___ DATA SECTION

//! Error types for Backoffice Console
//!
//! One error type covers every failure a console flow can observe: transport
//! failures, structured error responses from the collaborator API, response
//! bodies of the wrong shape, client-side validation, and local session or
//! configuration problems.

use std::path::PathBuf;
use thiserror::Error;

use crate::types::{EntityKind, RecordId};

/// The main error type for Backoffice Console
#[derive(Debug, Error)]
pub enum ConsoleError {
    // ========================================================================
    // Collaborator API Errors
    // ========================================================================
    /// The request never produced a response (DNS, connect, TLS, body read)
    #[error("Request failed: {0}")]
    Transport(String),

    /// Non-2xx response from the collaborator API
    #[error("API error ({status}): {message}")]
    Api {
        /// HTTP status code
        status: u16,
        /// Message derived from the error body, or a generic fallback
        message: String,
    },

    /// The response body did not have the expected shape
    #[error("Unexpected response shape: {0}")]
    UnexpectedShape(String),

    /// A fetch-by-id returned no matching record
    #[error("{entity} #{id} not found")]
    RecordNotFound { entity: EntityKind, id: RecordId },

    // ========================================================================
    // Validation Errors
    // ========================================================================
    /// A single form field failed client-side validation
    #[error("Field '{field}': {message}")]
    FieldValidation { field: String, message: String },

    /// General validation error (several fields joined)
    #[error("Validation error: {0}")]
    Validation(String),

    // ========================================================================
    // Flow Errors
    // ========================================================================
    /// A status toggle was requested while another awaits confirmation
    #[error("A status change for record #{0} is already awaiting confirmation")]
    ConfirmationPending(RecordId),

    /// Confirm was called with nothing pending
    #[error("No status change is awaiting confirmation")]
    NothingPending,

    /// Page navigation outside `[1, total_pages]`
    #[error("Page {page} is out of range (1..={total_pages})")]
    PageOutOfRange { page: usize, total_pages: usize },

    /// Unknown entity name (CLI argument)
    #[error("Unknown entity: {0}")]
    UnknownEntity(String),

    // ========================================================================
    // Session Errors
    // ========================================================================
    /// No persisted session exists
    #[error("Not logged in")]
    NotLoggedIn,

    /// The persisted session blob is malformed
    #[error("Invalid session data: {0}")]
    InvalidSession(String),

    // ========================================================================
    // Configuration Errors
    // ========================================================================
    /// Invalid configuration
    #[error("Invalid configuration: {0}")]
    InvalidConfig(String),

    /// TOML parse error in a configuration file
    #[error("Failed to parse configuration: {0}")]
    ConfigParse(#[from] toml::de::Error),

    // ========================================================================
    // IO / Serialization Errors
    // ========================================================================
    /// File IO error
    #[error("IO error: {0}")]
    Io(#[from] std::io::Error),

    /// File read error
    #[error("Failed to read file '{path}': {message}")]
    FileRead { path: PathBuf, message: String },

    /// File write error
    #[error("Failed to write file '{path}': {message}")]
    FileWrite { path: PathBuf, message: String },

    /// JSON serialization error
    #[error("JSON serialization error: {0}")]
    Json(#[from] serde_json::Error),
}

impl ConsoleError {
    /// Create a transport error
    pub fn transport(msg: impl Into<String>) -> Self {
        ConsoleError::Transport(msg.into())
    }

    /// Create an API error
    pub fn api(status: u16, msg: impl Into<String>) -> Self {
        ConsoleError::Api {
            status,
            message: msg.into(),
        }
    }

    /// Create an unexpected-shape error
    pub fn shape(msg: impl Into<String>) -> Self {
        ConsoleError::UnexpectedShape(msg.into())
    }

    /// Create a field validation error
    pub fn field(field: impl Into<String>, msg: impl Into<String>) -> Self {
        ConsoleError::FieldValidation {
            field: field.into(),
            message: msg.into(),
        }
    }

    /// Create a validation error
    pub fn validation(msg: impl Into<String>) -> Self {
        ConsoleError::Validation(msg.into())
    }

    /// Check if this error is a client-side validation error
    pub fn is_validation(&self) -> bool {
        matches!(
            self,
            ConsoleError::Validation(_) | ConsoleError::FieldValidation { .. }
        )
    }

    /// Check if this error is a not-found error
    pub fn is_not_found(&self) -> bool {
        matches!(
            self,
            ConsoleError::RecordNotFound { .. } | ConsoleError::Api { status: 404, .. }
        )
    }

    /// Check if the request never produced a response
    pub fn is_transport(&self) -> bool {
        matches!(self, ConsoleError::Transport(_))
    }

    /// Text suitable for a transient notice
    pub fn user_message(&self) -> String {
        match self {
            ConsoleError::Transport(_) => {
                "Unable to reach the server. Please check your connection.".to_string()
            }
            ConsoleError::Api { status, message } if message.is_empty() => {
                format!("The server returned an error (HTTP {}).", status)
            }
            ConsoleError::Api { message, .. } => message.clone(),
            ConsoleError::UnexpectedShape(_) => {
                "Received an unexpected response from the server.".to_string()
            }
            ConsoleError::FieldValidation { message, .. } => message.clone(),
            ConsoleError::NotLoggedIn => "Please log in first.".to_string(),
            other => other.to_string(),
        }
    }
}

/// Result type alias using ConsoleError
pub type ConsoleResult<T> = Result<T, ConsoleError>;

// ============================================================================
// Tests
// ============================================================================

#[cfg(test)]
mod tests {
    use super::*;

    #[test]
    fn test_field_validation_error() {
        let err = ConsoleError::field("pincode", "Pincode must be 6 digits");
        assert!(err.is_validation());
        assert_eq!(err.to_string(), "Field 'pincode': Pincode must be 6 digits");
        assert_eq!(err.user_message(), "Pincode must be 6 digits");
    }

    #[test]
    fn test_api_error_message() {
        let err = ConsoleError::api(400, "Email already exists");
        assert!(!err.is_validation());
        assert!(!err.is_transport());
        assert_eq!(err.user_message(), "Email already exists");
    }

    #[test]
    fn test_not_found_errors() {
        let err = ConsoleError::RecordNotFound {
            entity: EntityKind::Client,
            id: RecordId(7),
        };
        assert!(err.is_not_found());
        assert_eq!(err.to_string(), "Client #7 not found");

        assert!(ConsoleError::api(404, "gone").is_not_found());
        assert!(!ConsoleError::api(500, "boom").is_not_found());
    }

    #[test]
    fn test_api_error_without_message() {
        let err = ConsoleError::api(502, "");
        assert_eq!(err.user_message(), "The server returned an error (HTTP 502).");
    }

    #[test]
    fn test_transport_message_is_generic() {
        let err = ConsoleError::transport("tcp connect error: os error 111");
        assert_eq!(
            err.user_message(),
            "Unable to reach the server. Please check your connection."
        );
    }
}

______

Give back exactly what runs from the first line of the listing above to the line that contains "response from the collaborator API", keeping both end lines.

### TASK RESPONSE
//! Error types for Backoffice Console
//!
//! One error type covers every failure a console flow can observe: transport
//! failures, structured error responses from the collaborator API, response
//! bodies of the wrong shape, client-side validation, and local session or
//! configuration problems.

use std::path::PathBuf;
use thiserror::Error;

use crate::types::{EntityKind, RecordId};

/// The main error type for Backoffice Console
#[derive(Debug, Error)]
pub enum ConsoleError {
    // ========================================================================
    // Collaborator API Errors
    // ========================================================================
    /// The request never produced a response (DNS, connect, TLS, body read)
    #[error("Request failed: {0}")]
    Transport(String),

    /// Non-2xx response from the collaborator API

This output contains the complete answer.